Secretary of State Condoleezza Rice disputed the Iranian assessment of the IAEA report, saying it provided "very strong" grounds for the Security Council to move ahead quickly with new sanctions.
She cited Iran's continued enrichment work and its failure to respond credibly to U.S. allegations that Iran conducted research into high explosives and missile design in the 1990s that were linked to atomic weapons.
Khazee told reporters that when the IAEA raised the U.S. allegations and showed Iran some documents Feb. 15, his government knew the papers were fabricated because "they gave us some names that ... do not exist" and named some people who "have not been involved in the nuclear program of Iran."
The IAEA report noted Iran had rejected documents that link it to missile and explosives experiments and other work connected to a possible nuclear weapons program, calling the information false and irrelevant.
"I'm afraid to say that, according to my information, some of these allegations were produced or fabricated by a terrorist group - which are listed as a terrorist group in the United States and somewhere else in Europe," Khazee said in the AP interview.

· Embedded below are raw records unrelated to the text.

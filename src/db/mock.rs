//! Stand-in database clients for testing.
//!
//! `RecordingDatabaseClient` remembers every statement it receives (batches
//! separately) and answers with a canned result; `FailingDatabaseClient` behaves like a database whose
//! connection has gone away.

use super::{DatabaseClient, QueryResult};
use crate::error::{ConsoleError, Result};
use async_trait::async_trait;
use std::sync::Mutex;

/// A client that records statements and returns a fixed result.
#[derive(Debug, Default)]
pub struct RecordingDatabaseClient {
    response: QueryResult,
    received: Mutex<Vec<String>>,
    batches: Mutex<Vec<String>>,
}

impl RecordingDatabaseClient {
    /// Creates a client that answers every statement with an empty result.
    pub fn new() -> Self {
        Self::default()
    }

    /// Creates a client that answers every statement with `response`.
    pub fn with_response(response: QueryResult) -> Self {
        Self {
            response,
            ..Self::default()
        }
    }

    /// Returns the statements received so far, in order.
    pub fn received(&self) -> Vec<String> {
        self.received
            .lock()
            .map(|sql| sql.clone())
            .unwrap_or_default()
    }

    /// Returns the multi-statement texts received so far, in order.
    pub fn batches(&self) -> Vec<String> {
        self.batches
            .lock()
            .map(|sql| sql.clone())
            .unwrap_or_default()
    }
}

#[async_trait]
impl DatabaseClient for RecordingDatabaseClient {
    async fn execute_query(&self, sql: &str) -> Result<QueryResult> {
        self.received
            .lock()
            .map_err(|_| ConsoleError::internal("recording lock poisoned"))?
            .push(sql.to_string());
        Ok(self.response.clone())
    }

    async fn execute_batch(&self, sql: &str) -> Result<QueryResult> {
        self.batches
            .lock()
            .map_err(|_| ConsoleError::internal("recording lock poisoned"))?
            .push(sql.to_string());
        Ok(self.response.clone())
    }

    async fn close(&self) -> Result<()> {
        Ok(())
    }
}

/// A client whose every call fails as if the server were unreachable.
#[derive(Debug, Clone)]
pub struct FailingDatabaseClient {
    message: String,
}

impl FailingDatabaseClient {
    /// Creates a failing client with the default connectivity message.
    pub fn new() -> Self {
        Self::with_message("server closed the connection unexpectedly")
    }

    /// Creates a failing client with a custom message.
    pub fn with_message(message: impl Into<String>) -> Self {
        Self {
            message: message.into(),
        }
    }
}

impl Default for FailingDatabaseClient {
    fn default() -> Self {
        Self::new()
    }
}

#[async_trait]
impl DatabaseClient for FailingDatabaseClient {
    async fn execute_query(&self, _sql: &str) -> Result<QueryResult> {
        Err(ConsoleError::connection(self.message.clone()))
    }

    async fn execute_batch(&self, _sql: &str) -> Result<QueryResult> {
        Err(ConsoleError::connection(self.message.clone()))
    }

    async fn close(&self) -> Result<()> {
        Ok(())
    }
}

#[cfg(test)]
mod tests {
    use super::*;
    use crate::db::{ColumnInfo, Value};

    #[tokio::test]
    async fn test_recording_client_remembers_statements() {
        let client = RecordingDatabaseClient::new();
        client.execute_query("SELECT 1").await.unwrap();
        client.execute_query("SELECT 2").await.unwrap();
        assert_eq!(client.received(), vec!["SELECT 1", "SELECT 2"]);
        assert!(client.batches().is_empty());
    }

    #[tokio::test]
    async fn test_recording_client_keeps_batches_apart() {
        let client = RecordingDatabaseClient::new();
        client.execute_batch("SELECT 1; SELECT 2").await.unwrap();
        assert!(client.received().is_empty());
        assert_eq!(client.batches(), vec!["SELECT 1; SELECT 2"]);
    }

    #[tokio::test]
    async fn test_recording_client_returns_response() {
        let response = QueryResult::with_data(
            vec![ColumnInfo::new("total_food_quantity", "INT8")],
            vec![vec![Value::Int(60)]],
        );
        let client = RecordingDatabaseClient::with_response(response);
        let result = client.execute_query("SELECT 60").await.unwrap();
        assert_eq!(result.rows, vec![vec![Value::Int(60)]]);
    }

    #[tokio::test]
    async fn test_failing_client() {
        let client = FailingDatabaseClient::with_message("connection reset");
        let err = client.execute_query("SELECT 1").await.unwrap_err();
        assert_eq!(err.category(), "Connection Error");
        assert!(err.to_string().contains("connection reset"));
    }
}
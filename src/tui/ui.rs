//! UI rendering for the TUI.
//!
//! Defines the layout and renders all UI components.

use super::app::{App, Focus, View};
use super::widgets::{
    editor::EditorPanel, header::Header, pages::TextPage, picker::QuestionPicker,
    sidebar::Sidebar, table::ResultTable,
};
use crate::query::ExecutionOutcome;
use ratatui::{
    layout::{Constraint, Direction, Layout, Rect},
    style::{Color, Modifier, Style},
    text::{Line, Span},
    widgets::{Block, Borders, Paragraph, Wrap},
    Frame,
};

const SIDEBAR_WIDTH: u16 = 22;

/// Renders the entire UI.
pub fn render(frame: &mut Frame, app: &App) {
    let main_layout = Layout::default()
        .direction(Direction::Vertical)
        .constraints([
            Constraint::Length(1), // Header
            Constraint::Min(3),    // Sidebar + page
            Constraint::Length(1), // Status
        ])
        .split(frame.area());

    let content = Layout::default()
        .direction(Direction::Horizontal)
        .constraints([Constraint::Length(SIDEBAR_WIDTH), Constraint::Min(20)])
        .split(main_layout[1]);

    frame.render_widget(
        Header::new(app.connection_info.as_deref(), app.is_busy),
        main_layout[0],
    );
    frame.render_widget(
        Sidebar::new(app.view, app.focus == Focus::Navigation),
        content[0],
    );

    match app.view {
        View::Introduction => frame.render_widget(TextPage::introduction(), content[1]),
        View::About => frame.render_widget(TextPage::about(), content[1]),
        View::LoadTables => render_tables(frame, content[1], app),
        View::SqlQueries => render_queries(frame, content[1], app),
    }

    frame.render_widget(
        Paragraph::new(Span::styled(
            app.status_line(),
            Style::default().fg(Color::DarkGray),
        )),
        main_layout[2],
    );
}

fn results_block(title: String, focused: bool) -> Block<'static> {
    let border_style = if focused {
        Style::default().fg(Color::Cyan)
    } else {
        Style::default().fg(Color::DarkGray)
    };
    Block::default()
        .borders(Borders::ALL)
        .border_style(border_style)
        .title(title)
}

/// Renders the table-browsing page: a tab line and the selected table.
fn render_tables(frame: &mut Frame, area: Rect, app: &App) {
    let block = results_block(" View All Tables ".to_string(), app.focus == Focus::Results);
    let inner = block.inner(area);
    frame.render_widget(block, area);

    if app.tables.is_empty() {
        let text = if app.is_busy { "Loading tables..." } else { "Press r to load tables" };
        frame.render_widget(Paragraph::new(text), inner);
        return;
    }

    let layout = Layout::default()
        .direction(Direction::Vertical)
        .constraints([Constraint::Length(2), Constraint::Min(1)])
        .split(inner);

    let mut tabs = Vec::new();
    for (i, (spec, outcome)) in app.tables.iter().enumerate() {
        let mut style = if outcome.is_success() {
            Style::default()
        } else {
            Style::default().fg(Color::Red)
        };
        if i == app.table_index {
            style = style.add_modifier(Modifier::BOLD | Modifier::REVERSED);
        }
        tabs.push(Span::styled(format!(" {} ", spec.display_name), style));
        tabs.push(Span::raw(" "));
    }
    frame.render_widget(Paragraph::new(Line::from(tabs)), layout[0]);

    let Some((spec, outcome)) = app.tables.get(app.table_index) else {
        return;
    };
    match &outcome.failure {
        Some(failure) => frame.render_widget(
            Paragraph::new(Span::styled(failure.to_string(), Style::default().fg(Color::Red)))
                .wrap(Wrap { trim: false }),
            layout[1],
        ),
        None => {
            let table_area = layout[1];
            let title = Line::from(Span::styled(
                format!("{} Table", spec.display_name),
                Style::default().add_modifier(Modifier::BOLD),
            ));
            frame.render_widget(Paragraph::new(title), Rect { height: 1, ..table_area });
            frame.render_widget(
                ResultTable::new(&outcome.result).scroll(app.results_scroll),
                Rect {
                    y: table_area.y + 1,
                    height: table_area.height.saturating_sub(1),
                    ..table_area
                },
            );
        }
    }
}

/// Renders the catalogue page: picker, editor, outcome and results.
fn render_queries(frame: &mut Frame, area: Rect, app: &App) {
    let layout = Layout::default()
        .direction(Direction::Vertical)
        .constraints([
            Constraint::Length(9),  // Picker
            Constraint::Length(10), // Editor
            Constraint::Min(3),     // Outcome + results
        ])
        .split(area);

    let labels = app.catalogue.selection_labels();
    frame.render_widget(
        QuestionPicker::new(&labels, app.picker_index, app.focus == Focus::Picker),
        layout[0],
    );

    let editor = EditorPanel::new(&app.editor, app.focus == Focus::Editor);
    let cursor = editor.cursor_position(layout[1]);
    frame.render_widget(editor, layout[1]);
    if let Some(position) = cursor {
        frame.set_cursor_position(position);
    }

    let block = results_block(" Results ".to_string(), app.focus == Focus::Results);
    let inner = block.inner(layout[2]);
    frame.render_widget(block, layout[2]);

    let (message, style) = match &app.outcome {
        None if app.is_busy => ("Running...".to_string(), Style::default().fg(Color::Yellow)),
        None => (
            "Press F5 or Ctrl+E to execute the query".to_string(),
            Style::default().fg(Color::DarkGray),
        ),
        Some(ExecutionOutcome::Success(_)) => (
            "✓ Query executed successfully".to_string(),
            Style::default().fg(Color::Green),
        ),
        Some(ExecutionOutcome::Failure(error)) => {
            (format!("✗ {error}"), Style::default().fg(Color::Red))
        }
    };

    let message_height = match &app.outcome {
        Some(ExecutionOutcome::Failure(_)) => inner.height,
        _ => 1,
    };
    frame.render_widget(
        Paragraph::new(Span::styled(message, style)).wrap(Wrap { trim: false }),
        Rect {
            height: message_height.min(inner.height),
            ..inner
        },
    );

    if let Some(ExecutionOutcome::Success(result)) = &app.outcome {
        frame.render_widget(
            ResultTable::new(result).scroll(app.results_scroll),
            Rect {
                y: inner.y + 1,
                height: inner.height.saturating_sub(1),
                ..inner
            },
        );
    }
}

He told AP later he was referring to the Mujahedeen Khalq, which was declared a foreign terrorist organization by the State Department in 1997. Last June, the European Union decided to retain the Paris-based opposition group on its terrorist list.
Last week, Mohammad Mohaddesin, a senior official of the National Council of Resistance of Iran, a coalition of Iranian opposition groups that includes the Mujahedeen Khalq, charged that the Iranian regime is still working on atomic arms and has speeded up its weapons program.
Speaking in Brussels, Belgium, Mohaddesin said his group had given the IAEA evidence to support his charge.
Asked about Khazee's remarks Monday, Mohaddessin called the ambassador's allegation "absolutely false" and "nonsense."
"One could not expect anything else from a regime which is caught between a rock and a hard place," he said in a telephone interview with AP's office in Paris.
"We are sure 100 percent of what we revealed, that the Iranian regime is working to produce a nuclear warhead in Khojir," a facility on the southeast edge of Tehran, Mohaddesin said. "If the Iranian regime is sincere in this regard, why don't they say to inspectors we open the doors to these facilities?"
Khazee insisted Iran's nuclear program is purely peaceful and said his country is working with the IAEA to answer any questions other nations have.
"Iran has been cooperating with the IAEA more seriously and more sincerely and beyond its obligation, so somebody should ask the secretary of state where these questions come from," Khazee said.

Iranian President Mahmoud Ahmadinejad, seen at left, said over the weekend that the IAEA report vindicated Iran and warned that Tehran would take unspecified "decisive reciprocal measures" against any country that imposed additional sanctions on Iran.
Asked what those measures might be, Khazee told AP: "Definitely, it's not the matter of military action by Iran to any country. But there are some other elements that give Iran (the) upper hand in the region - economically, politically - to defend its right."
As for U.S.-Iranian relations under a new U.S. president next year, he said, "The most important issue, I believe, is to have a real picture, an impression about the Islamic Republic of Iran's power as well as constructive role in the region."
"I believe whoever understand that, they will think about having a better attitude vis a vis the great Iranian nation, as well as the government and the Islamic Republic," Khazee said.
The problem now, he said, is that the U.S. and a few other countries "do not like to see a powerful Iran in the region."